Ja doświadczam niepewności, bezradności i żalu - i już. I myślę, że wielu ludzi także. A tego nie da się z nas wywabić, jak jakiejś plamy. Utrata osoby bliskiej jest utratą radykalną, absolutną, ostateczną. Nie mam zatem żadnej recepty, żadnego pomysłu na pocieszenie. A tym bardziej takiego pomysłu, który byłby pomysłem uniwersalnym, odpowiednim dla każdego z nas. Pozostaje to zatem, co jest najbardziej banalne, doszczętnie wyświechtane, bo kryje się w tym jakaś odwieczna mądrość: że czas leczy rany. Czas, czyli samo życie, same konieczności życiowe, sama egzystencja doraźna. Jedyną więc receptą, jeśli już jej szukać, to staranie nasze, aby osoba, która doznała straty, nie dała się przez jej poczucie całkowicie obezwładnić, zagarnąć, zanurzyć w śmierci aż do zatracenia. Nie wierzę tym samym w możliwość konsolacji całkowitej. Nie da się przecież osoby zmarłej przywrócić do istnienia. A konsolacja całkowita to właśnie przywrócenie do istnienia tego kogoś, kto umarł. Oczywiście, osoby głęboko religijne, dzisiaj o takie naprawdę trudno w naszym świecie, mogą mówić, że kiedyś się spotkają z kimś, kto odszedł. Można do tego apelować w przypadku ludzi wierzących, ale mimo wszystko bolesność utraty w tych właśnie przypadkach jest nie do odparcia. To nie jest tylko to, że ten ktoś zniknął, ale również obumarł też kawał nas samych, zwłaszcza jeśli byliśmy z kimś związani głęboko. Tak, również i kawał nas samych został bezpowrotnie utracony… To zresztą nawet nie musi być osoba nazbyt bliska. Może też chodzić o kogoś, kto był jakoś zawsze w pobliżu, a teraz już go nie ma, to może być także osoba publiczna.

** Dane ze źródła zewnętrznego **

//! Page and identifier types.
//!
//! A page is a fixed-size run of `page_size` elements and the unit of both
//! transfer and eviction. Pages move between host and device as raw bytes.

use bytemuck::Pod;
use std::fmt;

/// Element types storable in a virtual array.
///
/// Elements are copied to and from device memory as plain bytes, so they must
/// be plain-old-data.
pub trait Element: Pod + Send + Sync {}

impl<T: Pod + Send + Sync> Element for T {}

/// Index of a device in the device list passed at construction.
#[derive(Debug, Clone, Copy, PartialEq, Eq, Hash, PartialOrd, Ord)]
pub struct DeviceId(pub usize);

impl fmt::Display for DeviceId {
    fn fmt(&self, f: &mut fmt::Formatter<'_>) -> fmt::Result {
        write!(f, "device {}", self.0)
    }
}

/// Index of a transfer channel within its device.
#[derive(Debug, Clone, Copy, PartialEq, Eq, Hash, PartialOrd, Ord)]
pub struct ChannelId(pub usize);

impl fmt::Display for ChannelId {
    fn fmt(&self, f: &mut fmt::Formatter<'_>) -> fmt::Result {
        write!(f, "channel {}", self.0)
    }
}

/// Page-aligned window of the logical index range: `index / page_size`.
#[derive(Debug, Clone, Copy, PartialEq, Eq, Hash, PartialOrd, Ord)]
pub struct PageId(pub u64);

impl PageId {
    /// Page containing `index`.
    #[inline]
    #[must_use]
    pub const fn containing(index: usize, page_size: usize) -> Self {
        Self((index / page_size) as u64)
    }

    /// First logical index covered by this page.
    #[inline]
    #[must_use]
    pub const fn first_index(self, page_size: usize) -> usize {
        self.0 as usize * page_size
    }
}

impl fmt::Display for PageId {
    fn fmt(&self, f: &mut fmt::Formatter<'_>) -> fmt::Result {
        write!(f, "page {}", self.0)
    }
}

/// A resident page owned by one channel cache.
#[derive(Debug, Clone)]
pub struct Page<T> {
    id: PageId,
    slot: u64,
    data: Box<[T]>,
    dirty: bool,
}

impl<T: Element> Page<T> {
    /// Create a zero-filled clean page.
    #[must_use]
    pub fn zeroed(id: PageId, slot: u64, page_size: usize) -> Self {
        Self {
            id,
            slot,
            data: vec![T::zeroed(); page_size].into_boxed_slice(),
            dirty: false,
        }
    }

    /// Page identifier.
    #[inline]
    #[must_use]
    pub fn id(&self) -> PageId {
        self.id
    }

    /// Slot of this page inside its channel's backing buffer.
    #[inline]
    #[must_use]
    pub fn slot(&self) -> u64 {
        self.slot
    }

    /// Whether the page holds writes not yet persisted to the device.
    #[inline]
    #[must_use]
    pub fn is_dirty(&self) -> bool {
        self.dirty
    }

    /// Element at `offset`.
    #[inline]
    #[must_use]
    pub fn get(&self, offset: usize) -> T {
        self.data[offset]
    }

    /// Overwrite the element at `offset` and mark the page dirty.
    #[inline]
    pub fn set(&mut self, offset: usize, value: T) {
        self.data[offset] = value;
        self.dirty = true;
    }

    /// Copy elements starting at `offset` into `out`.
    pub fn read_run(&self, offset: usize, out: &mut [T]) {
        out.copy_from_slice(&self.data[offset..offset + out.len()]);
    }

    /// Copy `values` into the page starting at `offset` and mark it dirty.
    pub fn write_run(&mut self, offset: usize, values: &[T]) {
        self.data[offset..offset + values.len()].copy_from_slice(values);
        self.dirty = true;
    }

    /// Page contents as bytes, for write-back.
    #[must_use]
    pub fn as_bytes(&self) -> &[u8] {
        bytemuck::cast_slice(&self.data[..])
    }

    /// Page contents as mutable bytes, for fetch.
    pub fn as_bytes_mut(&mut self) -> &mut [u8] {
        bytemuck::cast_slice_mut(&mut self.data[..])
    }

    /// Record that the page content now matches the device.
    pub fn mark_clean(&mut self) {
        self.dirty = false;
    }

    /// Reuse this page's allocation for another page. Contents are stale
    /// until the caller overwrites them with a fetch.
    pub fn reassign(&mut self, id: PageId, slot: u64) {
        self.id = id;
        self.slot = slot;
        self.dirty = false;
    }
}
//! Cache statistics.

use crate::page::{ChannelId, DeviceId};
use std::fmt;
use std::ops::AddAssign;
use std::sync::atomic::{AtomicU64, Ordering};

/// Counters of one channel cache, updated without taking the channel lock.
#[derive(Debug, Default)]
pub(crate) struct ChannelCounters {
    hits: AtomicU64,
    misses: AtomicU64,
    evictions: AtomicU64,
    fetches: AtomicU64,
    writebacks: AtomicU64,
    bytes_fetched: AtomicU64,
    bytes_written_back: AtomicU64,
}

impl ChannelCounters {
    pub(crate) fn hit(&self) {
        self.hits.fetch_add(1, Ordering::Relaxed);
    }

    pub(crate) fn miss(&self) {
        self.misses.fetch_add(1, Ordering::Relaxed);
    }

    pub(crate) fn eviction(&self) {
        self.evictions.fetch_add(1, Ordering::Relaxed);
    }

    pub(crate) fn fetched(&self, bytes: usize) {
        self.fetches.fetch_add(1, Ordering::Relaxed);
        self.bytes_fetched.fetch_add(bytes as u64, Ordering::Relaxed);
    }

    pub(crate) fn written_back(&self, bytes: usize) {
        self.writebacks.fetch_add(1, Ordering::Relaxed);
        self.bytes_written_back.fetch_add(bytes as u64, Ordering::Relaxed);
    }

    pub(crate) fn snapshot(&self) -> CacheStats {
        CacheStats {
            hits: self.hits.load(Ordering::Relaxed),
            misses: self.misses.load(Ordering::Relaxed),
            evictions: self.evictions.load(Ordering::Relaxed),
            fetches: self.fetches.load(Ordering::Relaxed),
            writebacks: self.writebacks.load(Ordering::Relaxed),
            bytes_fetched: self.bytes_fetched.load(Ordering::Relaxed),
            bytes_written_back: self.bytes_written_back.load(Ordering::Relaxed),
        }
    }

    pub(crate) fn reset(&self) {
        self.hits.store(0, Ordering::Relaxed);
        self.misses.store(0, Ordering::Relaxed);
        self.evictions.store(0, Ordering::Relaxed);
        self.fetches.store(0, Ordering::Relaxed);
        self.writebacks.store(0, Ordering::Relaxed);
        self.bytes_fetched.store(0, Ordering::Relaxed);
        self.bytes_written_back.store(0, Ordering::Relaxed);
    }
}

/// Snapshot of cache activity.
///
/// A miss costs one page fetch; an eviction of a dirty page costs one
/// write-back. Hits cost no transfer. A miss whose transfer fails is still
/// counted as a miss but not as a fetch.
#[derive(Debug, Clone, Copy, Default, PartialEq, Eq)]
pub struct CacheStats {
    /// Accesses served from a resident page.
    pub hits: u64,
    /// Accesses that required a fetch.
    pub misses: u64,
    /// Pages removed from the resident set.
    pub evictions: u64,
    /// Completed device → host page copies.
    pub fetches: u64,
    /// Dirty pages written back (on eviction or flush).
    pub writebacks: u64,
    /// Bytes copied device → host.
    pub bytes_fetched: u64,
    /// Bytes copied host → device.
    pub bytes_written_back: u64,
}

impl CacheStats {
    /// Total accesses.
    #[must_use]
    pub fn accesses(&self) -> u64 {
        self.hits + self.misses
    }

    /// Fraction of accesses served without a transfer, in `[0, 1]`.
    #[must_use]
    pub fn hit_ratio(&self) -> f64 {
        let accesses = self.accesses();
        if accesses == 0 {
            return 0.0;
        }
        self.hits as f64 / accesses as f64
    }

    /// Bytes moved in either direction.
    #[must_use]
    pub fn transfer_bytes(&self) -> u64 {
        self.bytes_fetched + self.bytes_written_back
    }
}

impl AddAssign for CacheStats {
    fn add_assign(&mut self, rhs: Self) {
        self.hits += rhs.hits;
        self.misses += rhs.misses;
        self.evictions += rhs.evictions;
        self.fetches += rhs.fetches;
        self.writebacks += rhs.writebacks;
        self.bytes_fetched += rhs.bytes_fetched;
        self.bytes_written_back += rhs.bytes_written_back;
    }
}

impl fmt::Display for CacheStats {
    fn fmt(&self, f: &mut fmt::Formatter<'_>) -> fmt::Result {
        write!(
            f,
            "{} hits, {} misses ({:.2}% hit rate), {} evictions, {} write-backs, {}B transferred",
            self.hits,
            self.misses,
            self.hit_ratio() * 100.0,
            self.evictions,
            self.writebacks,
            self.transfer_bytes()
        )
    }
}

/// Statistics of one channel cache.
#[derive(Debug, Clone, Copy, PartialEq, Eq)]
pub struct ChannelStats {
    /// Device the channel belongs to.
    pub device: DeviceId,
    /// Channel within the device.
    pub channel: ChannelId,
    /// Pages currently resident.
    pub resident_pages: usize,
    /// Resident pages with unpersisted writes.
    pub dirty_pages: usize,
    /// Activity counters.
    pub cache: CacheStats,
}
impl<T: Element> ChannelCache<T> {
    /// Create an empty cache of `capacity` pages over `store`.
    ///
    /// # Errors
    ///
    /// Returns [`Error::Configuration`] if `capacity` or `page_size` is zero.
    pub fn new(
        device: DeviceId,
        channel: ChannelId,
        page_size: usize,
        capacity: usize,
        store: Arc<BackingStore>,
    ) -> Result<Self> {
        let capacity = NonZeroUsize::new(capacity).ok_or_else(|| {
            Error::Configuration(format!("{device} {channel}: capacity must be positive"))
        })?;
        if page_size == 0 {
            return Err(Error::Configuration("page_size must be positive".to_string()));
        }

        Ok(Self {
            device,
            channel,
            page_size,
            capacity,
            store,
            // Eviction is driven manually so a failed write-back keeps the page.
            resident: Mutex::new(LruCache::unbounded()),
            counters: ChannelCounters::default(),
        })
    }

    /// Device this channel transfers to.
    #[must_use]
    pub fn device(&self) -> DeviceId {
        self.device
    }

    /// Channel index within its device.
    #[must_use]
    pub fn channel(&self) -> ChannelId {
        self.channel
    }

    /// Maximum number of resident pages.
    #[must_use]
    pub fn capacity(&self) -> usize {
        self.capacity.get()
    }

    /// Read the element at `route`.
    ///
    /// # Errors
    ///
    /// Returns [`Error::TransferFailure`] if the eviction write-back or the
    /// fetch fails.
    pub fn read(&self, route: &Route) -> Result<T> {
        self.with_page(route, |page| page.get(route.offset))
    }

    /// Write `value` at `route`; persisted on eviction or flush.
    ///
    /// # Errors
    ///
    /// Returns [`Error::TransferFailure`] if the eviction write-back or the
    /// fetch fails.
    pub fn write(&self, route: &Route, value: T) -> Result<()> {
        self.with_page(route, |page| page.set(route.offset, value))
    }

    /// Read `out.len()` consecutive elements starting at `route`.
    ///
    /// The run must not cross the end of the page.
    ///
    /// # Errors
    ///
    /// Same as [`ChannelCache::read`].
    pub fn read_run(&self, route: &Route, out: &mut [T]) -> Result<()> {
        self.check_run(route, out.len())?;
        self.with_page(route, |page| page.read_run(route.offset, out))
    }

    /// Write `values` consecutively starting at `route`.
    ///
    /// The run must not cross the end of the page.
    ///
    /// # Errors
    ///
    /// Same as [`ChannelCache::write`].
    pub fn write_run(&self, route: &Route, values: &[T]) -> Result<()> {
        self.check_run(route, values.len())?;
        self.with_page(route, |page| page.write_run(route.offset, values))
    }

    /// Make the page at `route` resident without touching its elements.
    ///
    /// # Errors
    ///
    /// Same as [`ChannelCache::read`].
    pub fn prefetch(&self, route: &Route) -> Result<()> {
        self.with_page(route, |_| ())
    }

    /// Write back every dirty resident page. Pages stay resident.
    ///
    /// Every dirty page is attempted even after a failure; failed pages keep
    /// their dirty flag. Returns the number of pages written.
    ///
    /// # Errors
    ///
    /// Returns the first [`Error::TransferFailure`] encountered.
    pub fn flush(&self) -> Result<usize> {
        let mut resident = self.resident.lock();
        let mut written = 0;
        let mut first_error = None;

        for (_, page) in resident.iter_mut() {
            if !page.is_dirty() {
                continue;
            }
            match self.store.write_page(page.slot(), page.as_bytes()) {
                Ok(()) => {
                    page.mark_clean();
                    self.counters.written_back(page.as_bytes().len());
                    written += 1;
                }
                Err(e) => {
                    tracing::warn!(
                        device = %self.device,
                        channel = %self.channel,
                        page = %page.id(),
                        error = %e,
                        "Write-back failed during flush"
                    );
                    first_error.get_or_insert(e);
                }
            }
        }

        match first_error {
            Some(e) => Err(e),
            None => Ok(written),
        }
    }

    /// Number of resident pages.
    #[must_use]
    pub fn resident_pages(&self) -> usize {
        self.resident.lock().len()
    }

    /// Resident page ids, most recently used first.
    #[must_use]
    pub fn resident_page_ids(&self) -> Vec<PageId> {
        self.resident.lock().iter().map(|(id, _)| *id).collect()
    }

    /// Whether `page` is resident. Does not affect recency.
    #[must_use]
    pub fn is_resident(&self, page: PageId) -> bool {
        self.resident.lock().contains(&page)
    }

    /// Whether `page` is resident with unpersisted writes.
    #[must_use]
    pub fn is_dirty(&self, page: PageId) -> bool {
        self.resident.lock().peek(&page).is_some_and(Page::is_dirty)
    }

    /// Snapshot of residency and activity.
    #[must_use]
    pub fn stats(&self) -> ChannelStats {
        let (resident_pages, dirty_pages) = {
            let resident = self.resident.lock();
            let dirty = resident.iter().filter(|(_, page)| page.is_dirty()).count();
            (resident.len(), dirty)
        };
        ChannelStats {
            device: self.device,
            channel: self.channel,
            resident_pages,
            dirty_pages,
            cache: self.counters.snapshot(),
        }
    }

    /// Reset activity counters.
    pub fn reset_stats(&self) {
        self.counters.reset();
    }

    fn check_run(&self, route: &Route, len: usize) -> Result<()> {
        match route.offset.checked_add(len) {
            Some(end) if end <= self.page_size => Ok(()),
            _ => Err(Error::Configuration(format!(
                "run of {len} elements at offset {} crosses the end of {} ({} elements)",
                route.offset, route.page, self.page_size
            ))),
        }
    }

    /// Ensure the page at `route` is resident, then apply `f` to it.
    fn with_page<R>(&self, route: &Route, f: impl FnOnce(&mut Page<T>) -> R) -> Result<R> {
        let mut resident = self.resident.lock();

        if let Some(page) = resident.get_mut(&route.page) {
            self.counters.hit();
            return Ok(f(page));
        }

        self.counters.miss();
        let recycled = if resident.len() >= self.capacity.get() {
            self.evict_lru(&mut resident)?
        } else {
            None
        };

        let mut page = self.fetch(route, recycled)?;
        let result = f(&mut page);
        resident.put(route.page, page);
        debug_assert!(resident.len() <= self.capacity.get());
        Ok(result)
    }

    /// Remove the least recently used page, writing it back first if dirty.
    ///
    /// On write-back failure the page stays resident and dirty.
    fn evict_lru(&self, resident: &mut LruCache<PageId, Page<T>>) -> Result<Option<Page<T>>> {
        if let Some((_, victim)) = resident.peek_lru() {
            if victim.is_dirty() {
                if let Err(e) = self.store.write_page(victim.slot(), victim.as_bytes()) {
                    tracing::warn!(
                        device = %self.device,
                        channel = %self.channel,
                        page = %victim.id(),
                        error = %e,
                        "Write-back failed, page kept resident"
                    );
                    return Err(e);
                }
                self.counters.written_back(victim.as_bytes().len());
            }
        }

        let evicted = resident.pop_lru().map(|(id, page)| {
            tracing::trace!(device = %self.device, channel = %self.channel, page = %id, "Evicted");
            self.counters.eviction();
            page
        });
        Ok(evicted)
    }

    /// Copy the page at `route` from the backing store, reusing `recycled`'s
    /// allocation when available.
    fn fetch(&self, route: &Route, recycled: Option<Page<T>>) -> Result<Page<T>> {
        let mut page = match recycled {
            Some(mut page) => {
                page.reassign(route.page, route.slot);
                page
            }
            None => Page::zeroed(route.page, route.slot, self.page_size),
        };

        self.store.read_page(route.slot, page.as_bytes_mut())?;
        self.counters.fetched(page.as_bytes().len());
        tracing::trace!(
            device = %self.device,
            channel = %self.channel,
            page = %route.page,
            "Fetched"
        );
        Ok(page)
    }
}
//! Device-backed virtual arrays.
//!
//! A [`VirtualArray`] exposes `len` elements whose canonical storage lives in
//! the memory of one or more compute devices. Each device is fronted by
//! several independent transfer channels, and each channel by a small
//! write-back LRU cache of fixed-size pages. Random access to a data set far
//! larger than the caches costs one page transfer per miss (plus one
//! write-back if the evicted page was dirty) and nothing per hit.
//!
//! ```text
//!   get(i) / set(i, v)
//!          │
//!          ▼
//!   ShardRouter ── page = i / page_size, channel = page % channels
//!          │
//!          ▼
//!   ChannelCache[d, c] ── hit: serve in place
//!          │ miss: evict LRU (write back if dirty), fetch page
//!          ▼
//!   BackingStore[d] ── DeviceMemory::copy_in / copy_out
//! ```
//!
//! # Example
//!
//! ```
//! use std::sync::Arc;
//! use trueno_varray_core::{ArrayConfig, DeviceMemory, HostDevice, VirtualArray};
//!
//! let devices: Vec<Arc<dyn DeviceMemory>> = vec![Arc::new(HostDevice::new("gpu0"))];
//! let config = ArrayConfig::new(1_000, vec![4]).with_pages_per_channel(10);
//!
//! let array = VirtualArray::<f32>::new(config, devices).unwrap();
//! array.par_init(|i| i as f32 * 0.5).unwrap();
//! assert_eq!(array.get(999).unwrap(), 499.5);
//! ```

#![deny(missing_docs)]
#![deny(clippy::panic)]
#![warn(clippy::all, clippy::pedantic)]
#![allow(clippy::module_name_repetitions)]
#![allow(clippy::cast_possible_truncation)]
#![allow(clippy::cast_precision_loss)]

mod array;
pub mod cache;
pub mod config;
pub mod device;
mod error;
mod page;
pub mod router;
pub mod stats;

pub use array::VirtualArray;
pub use cache::ChannelCache;
pub use config::ArrayConfig;
pub use device::{BackingStore, DeviceBuffer, DeviceMemory, HostDevice, TransferStats};
pub use error::{Error, Result};
pub use page::{ChannelId, DeviceId, Element, Page, PageId};
pub use router::{Route, ShardRouter};
pub use stats::{CacheStats, ChannelStats};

To odchodzenie bliskich z jednej strony budzi w nas takie uczucia, o których rozmawiamy, a z drugiej strony - uświadamia nam, że trzeba się cieszyć każdą daną nam chwilą, brać z życia, ile się da, prawda?

Oczywiście! Rzecz jasna nie za wszelką cenę i nie grabieżczo, ale myślę, że nie to ma pani na myśli.

Nie to! Mam na myśli zwyczajną radość życia.

Wiem, chodzi pani o coś pozytywnego, o coś, co polega na budowaniu sensu własnego życia, nie tylko własnego, nie tylko tego, które jest wokół nas. O tym opowiada najbardziej pokrzepiająca książka, jaką znam i jaką często wspominam - „Colas Breugnon” Romaina Rollanda, której bohater w ciągu jednego roku utracił własną żonę, własny dom i nogę. Ta powieść jest ułożona w cykl miesięczny i w ostatnim miesiącu Colas Breugnon siada do wieczerzy wigilijnej, ciesząc się życiem razem ze swoją ukochaną córką, ze swoją ukochaną wnuczką. Nawet ze swoimi synami, za którymi średnio przepada, najoględniej mówiąc. A po drodze w jego przypadku mamy cały czas nieszczęścia utraty i cierpień, ale przy tym afirmację życia w każdej okoliczności. Czasami bohater jest ironiczny, kiedy na przykład wyszedłszy z jakiejś biesiady opowiada takimi słowami: „Przyłączyłem się do pogrzebu jakiegoś jegomościa, który za pozwoleniem swojego proboszcza udawał się na pobliski cmentarz”. Ale też biesiaduje, zajmuje się sztuką, snuciem opowieści, życiem towarzyskim, angażuje się w różne sprawy społeczności - jest tam wszystko, on ma też bogate życie uczuciowe. Możemy powiedzieć, że to twór literacki, ale on został osnuty na pamiętniku pradziadka Romaina Rollanda, więc ma jakieś zakorzenienie w czymś, co było rzeczywiste. W jakimś rzeczywistym doznaniu.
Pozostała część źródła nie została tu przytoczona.